What you need to do >> The records below are to be repeated in full, exactly as they are.

Saved data entries
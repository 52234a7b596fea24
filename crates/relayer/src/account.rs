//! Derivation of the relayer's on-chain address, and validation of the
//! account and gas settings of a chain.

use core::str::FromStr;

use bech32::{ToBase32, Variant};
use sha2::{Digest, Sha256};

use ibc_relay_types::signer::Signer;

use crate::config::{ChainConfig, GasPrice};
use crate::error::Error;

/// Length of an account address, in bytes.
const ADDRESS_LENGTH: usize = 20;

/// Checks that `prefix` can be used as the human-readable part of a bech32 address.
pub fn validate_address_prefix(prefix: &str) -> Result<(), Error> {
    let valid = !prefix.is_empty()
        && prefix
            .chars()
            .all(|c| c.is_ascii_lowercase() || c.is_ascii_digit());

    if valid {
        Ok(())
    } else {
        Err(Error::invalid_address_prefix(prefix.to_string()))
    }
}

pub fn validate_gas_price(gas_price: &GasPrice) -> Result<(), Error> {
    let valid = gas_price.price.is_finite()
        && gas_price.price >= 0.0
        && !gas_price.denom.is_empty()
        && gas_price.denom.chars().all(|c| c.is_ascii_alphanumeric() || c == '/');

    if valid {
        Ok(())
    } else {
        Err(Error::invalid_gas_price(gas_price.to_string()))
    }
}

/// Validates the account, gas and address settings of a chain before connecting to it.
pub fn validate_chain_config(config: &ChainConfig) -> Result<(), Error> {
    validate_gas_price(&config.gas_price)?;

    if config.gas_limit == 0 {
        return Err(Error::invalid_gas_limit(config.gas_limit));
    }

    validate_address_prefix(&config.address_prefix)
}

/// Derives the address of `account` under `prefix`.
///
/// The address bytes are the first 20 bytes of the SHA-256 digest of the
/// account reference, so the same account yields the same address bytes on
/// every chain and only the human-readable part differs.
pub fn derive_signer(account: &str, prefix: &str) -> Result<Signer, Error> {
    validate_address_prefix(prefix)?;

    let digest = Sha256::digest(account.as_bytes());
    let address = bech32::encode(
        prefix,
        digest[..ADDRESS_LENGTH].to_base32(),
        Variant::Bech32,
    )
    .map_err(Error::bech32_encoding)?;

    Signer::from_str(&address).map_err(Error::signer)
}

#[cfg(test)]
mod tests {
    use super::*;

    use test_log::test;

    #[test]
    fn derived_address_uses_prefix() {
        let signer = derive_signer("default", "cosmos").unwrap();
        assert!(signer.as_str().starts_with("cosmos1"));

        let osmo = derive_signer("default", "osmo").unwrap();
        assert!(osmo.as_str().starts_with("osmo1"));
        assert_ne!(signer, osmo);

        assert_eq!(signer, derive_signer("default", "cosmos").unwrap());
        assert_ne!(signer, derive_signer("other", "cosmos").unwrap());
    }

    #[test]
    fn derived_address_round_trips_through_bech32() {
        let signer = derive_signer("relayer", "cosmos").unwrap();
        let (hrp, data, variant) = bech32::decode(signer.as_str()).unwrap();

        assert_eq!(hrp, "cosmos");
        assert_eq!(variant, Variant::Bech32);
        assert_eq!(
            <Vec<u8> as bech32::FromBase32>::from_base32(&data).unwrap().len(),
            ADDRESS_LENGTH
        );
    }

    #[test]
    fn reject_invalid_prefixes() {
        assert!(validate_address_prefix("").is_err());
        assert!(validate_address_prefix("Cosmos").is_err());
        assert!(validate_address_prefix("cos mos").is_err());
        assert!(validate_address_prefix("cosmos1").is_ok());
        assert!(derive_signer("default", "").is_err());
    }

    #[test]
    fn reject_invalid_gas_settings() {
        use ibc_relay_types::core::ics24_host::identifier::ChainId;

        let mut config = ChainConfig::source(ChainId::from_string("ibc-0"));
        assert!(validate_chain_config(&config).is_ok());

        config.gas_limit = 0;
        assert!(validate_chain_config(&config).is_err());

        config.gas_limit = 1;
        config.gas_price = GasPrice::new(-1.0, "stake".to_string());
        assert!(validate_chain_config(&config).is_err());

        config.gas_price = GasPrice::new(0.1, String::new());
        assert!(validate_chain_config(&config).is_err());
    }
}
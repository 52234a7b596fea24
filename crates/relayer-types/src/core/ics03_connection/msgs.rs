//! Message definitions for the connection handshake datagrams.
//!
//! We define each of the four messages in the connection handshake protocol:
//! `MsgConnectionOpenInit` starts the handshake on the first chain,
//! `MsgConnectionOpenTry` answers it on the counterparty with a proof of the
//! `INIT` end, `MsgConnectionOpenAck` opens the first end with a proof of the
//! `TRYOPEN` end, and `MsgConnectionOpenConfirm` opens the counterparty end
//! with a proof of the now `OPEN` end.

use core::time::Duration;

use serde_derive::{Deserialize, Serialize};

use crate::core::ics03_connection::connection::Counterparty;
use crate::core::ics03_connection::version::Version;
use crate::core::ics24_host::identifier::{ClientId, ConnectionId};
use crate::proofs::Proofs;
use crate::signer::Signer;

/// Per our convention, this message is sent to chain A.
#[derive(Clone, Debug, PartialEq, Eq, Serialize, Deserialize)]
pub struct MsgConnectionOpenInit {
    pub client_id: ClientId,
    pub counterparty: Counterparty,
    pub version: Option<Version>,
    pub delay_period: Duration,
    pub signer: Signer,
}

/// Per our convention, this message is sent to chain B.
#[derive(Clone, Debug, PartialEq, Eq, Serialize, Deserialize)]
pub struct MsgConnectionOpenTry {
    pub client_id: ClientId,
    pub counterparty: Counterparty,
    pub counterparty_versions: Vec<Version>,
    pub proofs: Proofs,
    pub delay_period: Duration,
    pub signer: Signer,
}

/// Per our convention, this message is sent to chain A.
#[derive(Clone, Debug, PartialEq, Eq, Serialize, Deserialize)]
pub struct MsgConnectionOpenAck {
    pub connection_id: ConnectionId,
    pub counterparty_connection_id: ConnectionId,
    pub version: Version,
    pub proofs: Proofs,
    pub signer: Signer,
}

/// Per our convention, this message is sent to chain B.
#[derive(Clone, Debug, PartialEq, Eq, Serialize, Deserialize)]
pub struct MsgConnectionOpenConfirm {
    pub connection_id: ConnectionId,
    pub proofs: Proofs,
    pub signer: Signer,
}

Completed exercise >>
repository 52234a7b596fea24
filename crates/relayer/src/account.rs
//! Derivation of the relayer's on-chain address, and validation of the
//! account and gas settings of a chain.

use core::str::FromStr;

use bech32::{ToBase32, Variant};
use sha2::{Digest, Sha256};

use ibc_relay_types::signer::Signer;

use crate::config::{ChainConfig, GasPrice};
use crate::error::Error;

/// Length of an account address, in bytes.
const ADDRESS_LENGTH: usize = 20;

/// Checks that `prefix` can be used as the human-readable part of a bech32 address.
pub fn validate_address_prefix(prefix: &str) -> Result<(), Error> {
    let valid = !prefix.is_empty()
        && prefix
            .chars()
            .all(|c| c.is_ascii_lowercase() || c.is_ascii_digit());

    if valid {
        Ok(())
    } else {
        Err(Error::invalid_address_prefix(prefix.to_string()))
    }
}

pub fn validate_gas_price(gas_price: &GasPrice) -> Result<(), Error> {
    let valid = gas_price.price.is_finite()
        && gas_price.price >= 0.0
        && !gas_price.denom.is_empty()
        && gas_price.denom.chars().all(|c| c.is_ascii_alphanumeric() || c == '/');

    if valid {
        Ok(())
    } else {
        Err(Error::invalid_gas_price(gas_price.to_string()))
    }
}

/// Validates the account, gas and address settings of a chain before connecting to it.
pub fn validate_chain_config(config: &ChainConfig) -> Result<(), Error> {
    validate_gas_price(&config.gas_price)?;

    if config.gas_limit == 0 {
        return Err(Error::invalid_gas_limit(config.gas_limit));
    }

    validate_address_prefix(&config.address_prefix)
}

/// Derives the address of `account` under `prefix`.
///
/// The address bytes are the first 20 bytes of the SHA-256 digest of the
/// account reference, so the same account yields the same address bytes on
/// every chain and only the human-readable part differs.
pub fn derive_signer(account: &str, prefix: &str) -> Result<Signer, Error> {
    validate_address_prefix(prefix)?;

    let digest = Sha256::digest(account.as_bytes());
    let address = bech32::encode(
        prefix,
        digest[..ADDRESS_LENGTH].to_base32(),
        Variant::Bech32,
    )
    .map_err(Error::bech32_encoding)?;

    Signer::from_str(&address).map_err(Error::signer)
}

#[cfg(test)]
mod tests {
    use super::*;

    use test_log::test;

    #[test]
    fn derived_address_uses_prefix() {
        let signer = derive_signer("default", "cosmos").unwrap();
        assert!(signer.as_str().starts_with("cosmos1"));

        let osmo = derive_signer("default", "osmo").unwrap();
        assert!(osmo.as_str().starts_with("osmo1"));
        assert_ne!(signer, osmo);

        assert_eq!(signer, derive_signer("default", "cosmos").unwrap());
        assert_ne!(signer, derive_signer("other", "cosmos").unwrap());
    }

    #[test]
    fn derived_address_round_trips_through_bech32() {
        let signer = derive_signer("relayer", "cosmos").unwrap();
        let (hrp, data, variant) = bech32::decode(signer.as_str()).unwrap();

        assert_eq!(hrp, "cosmos");
        assert_eq!(variant, Variant::Bech32);
        assert_eq!(
            <Vec<u8> as bech32::FromBase32>::from_base32(&data).unwrap().len(),
            ADDRESS_LENGTH
        );
    }

    #[test]
    fn reject_invalid_prefixes() {
        assert!(validate_address_prefix("").is_err());
        assert!(validate_address_prefix("Cosmos").is_err());
        assert!(validate_address_prefix("cos mos").is_err());
        assert!(validate_address_prefix("cosmos1").is_ok());
        assert!(derive_signer("default", "").is_err());
    }

    #[test]
    fn reject_invalid_gas_settings() {
        use ibc_relay_types::core::ics24_host::identifier::ChainId;

        let mut config = ChainConfig::source(ChainId::from_string("ibc-0"));
        assert!(validate_chain_config(&config).is_ok());

        config.gas_limit = 0;
        assert!(validate_chain_config(&config).is_err());

        config.gas_limit = 1;
        config.gas_price = GasPrice::new(-1.0, "stake".to_string());
        assert!(validate_chain_config(&config).is_err());

        config.gas_price = GasPrice::new(0.1, String::new());
        assert!(validate_chain_config(&config).is_err());
    }
}
repository 52234a7b596fea24
filename crates/relayer-types/src/core/ics03_connection/msgs.rs
//! Message definitions for the connection handshake datagrams.
//!
//! We define each of the four messages in the connection handshake protocol:
//! `MsgConnectionOpenInit` starts the handshake on the first chain,
//! `MsgConnectionOpenTry` answers it on the counterparty with a proof of the
//! `INIT` end, `MsgConnectionOpenAck` opens the first end with a proof of the
//! `TRYOPEN` end, and `MsgConnectionOpenConfirm` opens the counterparty end
//! with a proof of the now `OPEN` end.

use core::time::Duration;

use serde_derive::{Deserialize, Serialize};

use crate::core::ics03_connection::connection::Counterparty;
use crate::core::ics03_connection::version::Version;
use crate::core::ics24_host::identifier::{ClientId, ConnectionId};
use crate::proofs::Proofs;
use crate::signer::Signer;

/// Per our convention, this message is sent to chain A.
#[derive(Clone, Debug, PartialEq, Eq, Serialize, Deserialize)]
pub struct MsgConnectionOpenInit {
    pub client_id: ClientId,
    pub counterparty: Counterparty,
    pub version: Option<Version>,
    pub delay_period: Duration,
    pub signer: Signer,
}

/// Per our convention, this message is sent to chain B.
#[derive(Clone, Debug, PartialEq, Eq, Serialize, Deserialize)]
pub struct MsgConnectionOpenTry {
    pub client_id: ClientId,
    pub counterparty: Counterparty,
    pub counterparty_versions: Vec<Version>,
    pub proofs: Proofs,
    pub delay_period: Duration,
    pub signer: Signer,
}

/// Per our convention, this message is sent to chain A.
#[derive(Clone, Debug, PartialEq, Eq, Serialize, Deserialize)]
pub struct MsgConnectionOpenAck {
    pub connection_id: ConnectionId,
    pub counterparty_connection_id: ConnectionId,
    pub version: Version,
    pub proofs: Proofs,
    pub signer: Signer,
}

/// Per our convention, this message is sent to chain B.
#[derive(Clone, Debug, PartialEq, Eq, Serialize, Deserialize)]
pub struct MsgConnectionOpenConfirm {
    pub connection_id: ConnectionId,
    pub proofs: Proofs,
    pub signer: Signer,
}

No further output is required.